Data section -
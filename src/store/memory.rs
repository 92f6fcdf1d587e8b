// SPDX-FileCopyrightText: 2026 Bruno Meilick
// SPDX-License-Identifier: LicenseRef-Reliagraph-FreeUse-NoCopy-NoDerivatives
//
// All rights reserved.
//
// This file is part of Reliagraph and is proprietary software.
// Unauthorized copying, modification, or distribution is prohibited.

use std::collections::BTreeMap;
use std::sync::{Mutex, MutexGuard};

use super::StorageBackend;
use crate::error::PersistenceError;

/// In-process key/value map with an optional byte quota.
///
/// The quota counts `key.len() + value.len()` over every stored entry, the way browser storage
/// accounts for its budget. A write that would exceed it fails and leaves the previous value in
/// place.
#[derive(Debug, Default)]
pub struct MemoryBackend {
    entries: Mutex<BTreeMap<String, String>>,
    quota: Option<usize>,
}

impl MemoryBackend {
    pub fn new() -> Self {
        Self::default()
    }

    pub fn with_quota(quota: usize) -> Self {
        Self {
            entries: Mutex::default(),
            quota: Some(quota),
        }
    }

    pub fn quota(&self) -> Option<usize> {
        self.quota
    }

    /// Bytes currently accounted against the quota.
    pub fn used_bytes(&self) -> Result<usize, PersistenceError> {
        let entries = self.lock()?;
        Ok(entries.iter().map(|(k, v)| k.len() + v.len()).sum())
    }

    pub fn keys(&self) -> Result<Vec<String>, PersistenceError> {
        Ok(self.lock()?.keys().cloned().collect())
    }

    fn lock(&self) -> Result<MutexGuard<'_, BTreeMap<String, String>>, PersistenceError> {
        self.entries
            .lock()
            .map_err(|_| PersistenceError::Unavailable("memory backend lock poisoned".to_owned()))
    }
}

impl StorageBackend for MemoryBackend {
    fn get(&self, key: &str) -> Result<Option<String>, PersistenceError> {
        Ok(self.lock()?.get(key).cloned())
    }

    fn set(&self, key: &str, value: &str) -> Result<(), PersistenceError> {
        let mut entries = self.lock()?;

        if let Some(quota) = self.quota {
            let others: usize = entries
                .iter()
                .filter(|(k, _)| k.as_str() != key)
                .map(|(k, v)| k.len() + v.len())
                .sum();
            let needed = others + key.len() + value.len();
            if needed > quota {
                return Err(PersistenceError::QuotaExceeded {
                    key: key.to_owned(),
                    needed,
                    quota,
                });
            }
        }

        entries.insert(key.to_owned(), value.to_owned());
        Ok(())
    }

    fn remove(&self, key: &str) -> Result<(), PersistenceError> {
        self.lock()?.remove(key);
        Ok(())
    }
}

Problem statement - Your answer should be one number: how many lines above include the word "Reliagraph".

Task output - 2